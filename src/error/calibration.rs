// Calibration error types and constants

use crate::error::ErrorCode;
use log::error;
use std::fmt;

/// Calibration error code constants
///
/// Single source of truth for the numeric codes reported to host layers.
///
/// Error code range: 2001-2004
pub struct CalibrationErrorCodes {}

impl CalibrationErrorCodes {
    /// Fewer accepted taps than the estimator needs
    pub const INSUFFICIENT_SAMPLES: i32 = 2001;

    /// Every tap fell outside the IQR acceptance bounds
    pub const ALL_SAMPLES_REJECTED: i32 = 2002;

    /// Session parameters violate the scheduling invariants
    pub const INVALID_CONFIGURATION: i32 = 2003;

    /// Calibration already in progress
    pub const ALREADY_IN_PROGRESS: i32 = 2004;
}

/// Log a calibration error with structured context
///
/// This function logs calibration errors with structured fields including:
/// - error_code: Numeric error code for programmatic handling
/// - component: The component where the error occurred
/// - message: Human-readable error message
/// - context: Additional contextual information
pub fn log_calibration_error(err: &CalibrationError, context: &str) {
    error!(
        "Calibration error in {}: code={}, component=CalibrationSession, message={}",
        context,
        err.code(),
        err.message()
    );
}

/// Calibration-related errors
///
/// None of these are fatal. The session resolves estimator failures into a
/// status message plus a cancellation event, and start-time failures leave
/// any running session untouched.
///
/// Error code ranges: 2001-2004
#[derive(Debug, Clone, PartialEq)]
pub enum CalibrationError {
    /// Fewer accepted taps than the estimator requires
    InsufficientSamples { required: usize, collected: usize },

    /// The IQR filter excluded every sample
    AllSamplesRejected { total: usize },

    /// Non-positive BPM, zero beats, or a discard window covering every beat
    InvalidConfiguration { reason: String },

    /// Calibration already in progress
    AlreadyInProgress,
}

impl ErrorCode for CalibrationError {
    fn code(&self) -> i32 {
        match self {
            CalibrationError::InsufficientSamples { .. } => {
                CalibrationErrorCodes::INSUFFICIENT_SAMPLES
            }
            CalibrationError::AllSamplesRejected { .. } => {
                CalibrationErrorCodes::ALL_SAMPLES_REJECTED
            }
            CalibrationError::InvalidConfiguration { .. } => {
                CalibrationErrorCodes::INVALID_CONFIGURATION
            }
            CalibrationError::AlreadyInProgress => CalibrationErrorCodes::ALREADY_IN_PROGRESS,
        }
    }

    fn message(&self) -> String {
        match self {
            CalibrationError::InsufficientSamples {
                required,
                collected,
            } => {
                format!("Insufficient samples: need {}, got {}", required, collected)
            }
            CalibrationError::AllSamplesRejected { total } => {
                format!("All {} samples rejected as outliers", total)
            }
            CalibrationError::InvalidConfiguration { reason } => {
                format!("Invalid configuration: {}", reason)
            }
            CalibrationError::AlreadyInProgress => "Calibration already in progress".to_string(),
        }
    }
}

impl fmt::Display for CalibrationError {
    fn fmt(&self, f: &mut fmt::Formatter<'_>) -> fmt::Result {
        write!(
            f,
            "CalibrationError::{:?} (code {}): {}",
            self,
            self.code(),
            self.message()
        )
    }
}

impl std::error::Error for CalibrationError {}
━━━
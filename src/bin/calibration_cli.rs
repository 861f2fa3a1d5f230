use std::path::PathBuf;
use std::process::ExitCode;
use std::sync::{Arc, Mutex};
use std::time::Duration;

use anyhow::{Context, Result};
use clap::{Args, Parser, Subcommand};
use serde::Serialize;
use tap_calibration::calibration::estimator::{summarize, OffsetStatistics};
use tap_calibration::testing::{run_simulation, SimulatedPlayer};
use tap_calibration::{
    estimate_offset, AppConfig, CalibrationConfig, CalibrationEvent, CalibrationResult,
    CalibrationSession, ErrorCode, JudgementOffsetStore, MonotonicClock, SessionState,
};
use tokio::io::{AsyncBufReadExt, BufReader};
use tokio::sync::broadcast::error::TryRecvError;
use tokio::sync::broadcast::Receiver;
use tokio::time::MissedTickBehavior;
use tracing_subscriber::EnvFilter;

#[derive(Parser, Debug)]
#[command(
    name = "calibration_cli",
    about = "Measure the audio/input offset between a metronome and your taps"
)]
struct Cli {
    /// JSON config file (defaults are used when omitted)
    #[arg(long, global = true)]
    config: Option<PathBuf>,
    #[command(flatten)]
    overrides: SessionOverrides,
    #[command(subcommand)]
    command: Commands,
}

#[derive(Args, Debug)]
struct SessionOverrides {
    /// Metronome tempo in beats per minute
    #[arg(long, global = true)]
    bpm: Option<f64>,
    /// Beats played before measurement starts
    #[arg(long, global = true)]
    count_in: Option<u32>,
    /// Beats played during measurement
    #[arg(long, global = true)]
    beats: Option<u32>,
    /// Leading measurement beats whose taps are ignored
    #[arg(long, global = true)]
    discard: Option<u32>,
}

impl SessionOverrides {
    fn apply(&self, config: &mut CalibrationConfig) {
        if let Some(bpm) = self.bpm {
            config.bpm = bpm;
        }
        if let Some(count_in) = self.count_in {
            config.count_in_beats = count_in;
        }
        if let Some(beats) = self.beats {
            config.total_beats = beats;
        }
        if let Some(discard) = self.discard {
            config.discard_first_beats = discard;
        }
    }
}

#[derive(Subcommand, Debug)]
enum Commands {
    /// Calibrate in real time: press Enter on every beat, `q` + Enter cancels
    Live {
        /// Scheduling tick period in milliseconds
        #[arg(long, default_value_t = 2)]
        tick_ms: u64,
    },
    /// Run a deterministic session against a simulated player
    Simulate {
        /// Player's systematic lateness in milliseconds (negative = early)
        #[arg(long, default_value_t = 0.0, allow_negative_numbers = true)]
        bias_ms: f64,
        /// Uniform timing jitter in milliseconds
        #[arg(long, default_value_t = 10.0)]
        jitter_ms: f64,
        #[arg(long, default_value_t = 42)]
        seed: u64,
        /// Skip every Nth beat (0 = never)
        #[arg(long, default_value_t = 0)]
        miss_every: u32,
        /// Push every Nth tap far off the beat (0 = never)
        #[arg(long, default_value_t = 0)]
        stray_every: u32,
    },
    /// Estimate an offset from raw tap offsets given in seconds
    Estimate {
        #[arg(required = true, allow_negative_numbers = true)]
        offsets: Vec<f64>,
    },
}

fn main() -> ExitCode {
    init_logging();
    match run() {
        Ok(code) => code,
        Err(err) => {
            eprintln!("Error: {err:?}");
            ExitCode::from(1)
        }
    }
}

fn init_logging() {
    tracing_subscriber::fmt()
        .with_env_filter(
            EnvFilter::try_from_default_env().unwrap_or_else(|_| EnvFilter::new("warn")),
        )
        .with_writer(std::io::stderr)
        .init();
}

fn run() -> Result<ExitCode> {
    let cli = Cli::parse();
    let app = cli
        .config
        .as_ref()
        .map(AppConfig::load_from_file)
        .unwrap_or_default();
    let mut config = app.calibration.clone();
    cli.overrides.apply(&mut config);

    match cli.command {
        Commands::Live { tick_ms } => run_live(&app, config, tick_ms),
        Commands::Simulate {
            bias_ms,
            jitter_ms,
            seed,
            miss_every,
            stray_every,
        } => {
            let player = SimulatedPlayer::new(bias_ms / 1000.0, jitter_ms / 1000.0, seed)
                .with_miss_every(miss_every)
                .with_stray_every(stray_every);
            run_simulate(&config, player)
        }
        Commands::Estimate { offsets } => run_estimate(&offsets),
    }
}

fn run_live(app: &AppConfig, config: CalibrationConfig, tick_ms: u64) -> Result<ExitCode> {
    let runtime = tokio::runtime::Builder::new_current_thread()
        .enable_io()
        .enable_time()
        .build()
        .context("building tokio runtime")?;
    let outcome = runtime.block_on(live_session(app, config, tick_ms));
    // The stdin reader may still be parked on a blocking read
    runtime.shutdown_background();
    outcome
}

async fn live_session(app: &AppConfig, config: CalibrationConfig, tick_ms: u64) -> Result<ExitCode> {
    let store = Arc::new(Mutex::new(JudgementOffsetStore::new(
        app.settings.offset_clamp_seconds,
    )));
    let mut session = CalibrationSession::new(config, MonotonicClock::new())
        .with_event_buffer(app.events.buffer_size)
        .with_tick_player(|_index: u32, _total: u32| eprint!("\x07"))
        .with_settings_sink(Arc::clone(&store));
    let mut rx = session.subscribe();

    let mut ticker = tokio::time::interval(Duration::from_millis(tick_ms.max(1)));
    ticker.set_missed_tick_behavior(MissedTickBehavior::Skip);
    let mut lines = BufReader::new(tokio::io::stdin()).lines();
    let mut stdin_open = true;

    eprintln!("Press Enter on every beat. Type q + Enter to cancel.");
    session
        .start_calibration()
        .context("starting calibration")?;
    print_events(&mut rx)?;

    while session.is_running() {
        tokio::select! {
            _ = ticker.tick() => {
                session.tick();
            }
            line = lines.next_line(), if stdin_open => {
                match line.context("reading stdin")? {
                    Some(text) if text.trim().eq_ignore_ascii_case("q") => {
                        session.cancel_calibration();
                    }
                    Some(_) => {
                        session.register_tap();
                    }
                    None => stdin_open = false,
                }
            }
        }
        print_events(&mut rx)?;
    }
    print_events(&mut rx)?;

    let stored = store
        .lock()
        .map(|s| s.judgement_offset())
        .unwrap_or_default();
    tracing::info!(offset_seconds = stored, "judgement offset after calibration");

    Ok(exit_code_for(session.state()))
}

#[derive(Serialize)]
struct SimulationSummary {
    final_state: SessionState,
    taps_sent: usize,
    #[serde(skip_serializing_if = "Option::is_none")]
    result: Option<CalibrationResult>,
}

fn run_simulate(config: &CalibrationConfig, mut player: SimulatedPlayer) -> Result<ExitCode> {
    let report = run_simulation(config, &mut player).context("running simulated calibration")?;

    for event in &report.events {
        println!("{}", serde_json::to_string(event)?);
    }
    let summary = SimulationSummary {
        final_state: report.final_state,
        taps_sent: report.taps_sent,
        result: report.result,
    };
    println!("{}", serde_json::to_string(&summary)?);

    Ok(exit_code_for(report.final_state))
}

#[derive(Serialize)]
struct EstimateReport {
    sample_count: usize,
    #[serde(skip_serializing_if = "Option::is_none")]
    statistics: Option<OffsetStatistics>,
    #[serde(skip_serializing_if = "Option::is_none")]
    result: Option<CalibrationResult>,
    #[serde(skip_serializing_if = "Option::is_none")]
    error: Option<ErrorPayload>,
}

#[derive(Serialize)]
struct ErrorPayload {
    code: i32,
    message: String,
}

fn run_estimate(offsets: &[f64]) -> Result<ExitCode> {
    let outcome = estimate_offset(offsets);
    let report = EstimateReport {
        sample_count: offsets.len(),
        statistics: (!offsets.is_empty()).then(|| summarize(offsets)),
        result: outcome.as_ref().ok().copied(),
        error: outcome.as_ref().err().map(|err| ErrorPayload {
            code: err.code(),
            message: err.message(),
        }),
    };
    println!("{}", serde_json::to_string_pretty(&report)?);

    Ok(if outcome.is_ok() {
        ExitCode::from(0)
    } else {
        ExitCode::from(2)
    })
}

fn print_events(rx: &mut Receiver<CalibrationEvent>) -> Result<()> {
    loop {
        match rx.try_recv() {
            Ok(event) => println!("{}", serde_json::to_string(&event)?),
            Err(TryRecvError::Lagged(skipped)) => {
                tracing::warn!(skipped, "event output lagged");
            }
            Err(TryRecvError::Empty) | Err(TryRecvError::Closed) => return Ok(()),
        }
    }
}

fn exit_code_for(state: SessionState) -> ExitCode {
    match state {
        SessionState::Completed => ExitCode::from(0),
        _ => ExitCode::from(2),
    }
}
━━━
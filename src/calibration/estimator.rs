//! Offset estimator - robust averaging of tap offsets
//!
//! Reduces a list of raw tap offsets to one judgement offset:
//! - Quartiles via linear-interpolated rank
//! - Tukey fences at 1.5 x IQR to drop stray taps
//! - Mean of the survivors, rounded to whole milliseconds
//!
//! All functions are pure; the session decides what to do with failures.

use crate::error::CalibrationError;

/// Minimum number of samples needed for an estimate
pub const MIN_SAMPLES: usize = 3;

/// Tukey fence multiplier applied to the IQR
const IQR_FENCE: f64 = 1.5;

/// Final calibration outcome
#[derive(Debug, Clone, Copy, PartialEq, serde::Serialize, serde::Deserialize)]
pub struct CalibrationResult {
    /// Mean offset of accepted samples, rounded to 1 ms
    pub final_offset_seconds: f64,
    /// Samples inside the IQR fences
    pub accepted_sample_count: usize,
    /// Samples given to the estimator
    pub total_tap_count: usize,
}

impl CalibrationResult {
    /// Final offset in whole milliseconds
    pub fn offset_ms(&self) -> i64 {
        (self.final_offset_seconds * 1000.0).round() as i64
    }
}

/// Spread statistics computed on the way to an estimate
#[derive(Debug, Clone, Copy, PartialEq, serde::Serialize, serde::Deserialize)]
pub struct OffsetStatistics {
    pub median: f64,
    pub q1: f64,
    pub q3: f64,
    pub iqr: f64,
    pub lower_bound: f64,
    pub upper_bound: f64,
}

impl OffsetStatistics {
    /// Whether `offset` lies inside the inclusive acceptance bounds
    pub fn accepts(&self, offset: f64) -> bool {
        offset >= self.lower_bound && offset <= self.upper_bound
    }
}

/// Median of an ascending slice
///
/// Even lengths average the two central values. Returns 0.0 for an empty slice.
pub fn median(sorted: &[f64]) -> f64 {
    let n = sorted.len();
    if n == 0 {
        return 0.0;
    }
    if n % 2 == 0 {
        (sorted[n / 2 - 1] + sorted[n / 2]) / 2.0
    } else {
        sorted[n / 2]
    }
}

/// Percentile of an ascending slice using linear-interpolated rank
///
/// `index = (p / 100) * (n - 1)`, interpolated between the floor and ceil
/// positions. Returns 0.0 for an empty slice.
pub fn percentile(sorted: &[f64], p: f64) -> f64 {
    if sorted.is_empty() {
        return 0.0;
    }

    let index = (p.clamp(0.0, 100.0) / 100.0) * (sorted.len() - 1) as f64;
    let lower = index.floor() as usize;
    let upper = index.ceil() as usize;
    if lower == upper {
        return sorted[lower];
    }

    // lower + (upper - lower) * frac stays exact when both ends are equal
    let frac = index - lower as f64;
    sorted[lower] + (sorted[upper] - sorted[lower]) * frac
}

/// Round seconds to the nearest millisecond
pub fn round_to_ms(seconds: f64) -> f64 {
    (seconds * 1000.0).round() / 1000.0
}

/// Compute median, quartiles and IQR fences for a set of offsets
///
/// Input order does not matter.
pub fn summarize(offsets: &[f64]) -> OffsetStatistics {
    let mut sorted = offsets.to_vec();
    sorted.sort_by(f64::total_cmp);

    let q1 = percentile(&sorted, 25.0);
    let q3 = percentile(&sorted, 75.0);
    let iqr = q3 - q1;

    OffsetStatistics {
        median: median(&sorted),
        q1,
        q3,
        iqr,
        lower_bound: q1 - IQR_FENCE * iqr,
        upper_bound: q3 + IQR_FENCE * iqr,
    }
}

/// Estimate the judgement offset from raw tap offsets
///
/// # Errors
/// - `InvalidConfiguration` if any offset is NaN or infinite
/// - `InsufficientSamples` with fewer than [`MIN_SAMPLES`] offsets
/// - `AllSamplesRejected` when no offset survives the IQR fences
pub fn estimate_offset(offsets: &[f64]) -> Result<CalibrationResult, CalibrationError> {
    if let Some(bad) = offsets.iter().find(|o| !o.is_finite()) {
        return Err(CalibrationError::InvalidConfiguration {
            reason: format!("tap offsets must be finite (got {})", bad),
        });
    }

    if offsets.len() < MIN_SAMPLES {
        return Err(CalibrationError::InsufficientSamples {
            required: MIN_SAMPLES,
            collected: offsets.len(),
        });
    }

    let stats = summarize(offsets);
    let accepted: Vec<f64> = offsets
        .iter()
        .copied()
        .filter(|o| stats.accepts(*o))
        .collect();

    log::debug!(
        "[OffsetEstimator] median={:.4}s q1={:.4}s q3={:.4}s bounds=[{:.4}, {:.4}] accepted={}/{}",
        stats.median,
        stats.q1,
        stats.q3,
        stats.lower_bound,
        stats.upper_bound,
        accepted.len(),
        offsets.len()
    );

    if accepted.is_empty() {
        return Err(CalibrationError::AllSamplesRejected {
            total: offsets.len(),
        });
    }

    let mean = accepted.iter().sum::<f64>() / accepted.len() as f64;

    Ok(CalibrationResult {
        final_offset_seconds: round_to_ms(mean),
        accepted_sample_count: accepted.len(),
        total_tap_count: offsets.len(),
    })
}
━━━
Exercise prompt:
Scan the entries above. Copy each line that has the string "CalibrationEvent".

Answer space:
    estimate_offset, AppConfig, CalibrationConfig, CalibrationEvent, CalibrationResult,
fn print_events(rx: &mut Receiver<CalibrationEvent>) -> Result<()> {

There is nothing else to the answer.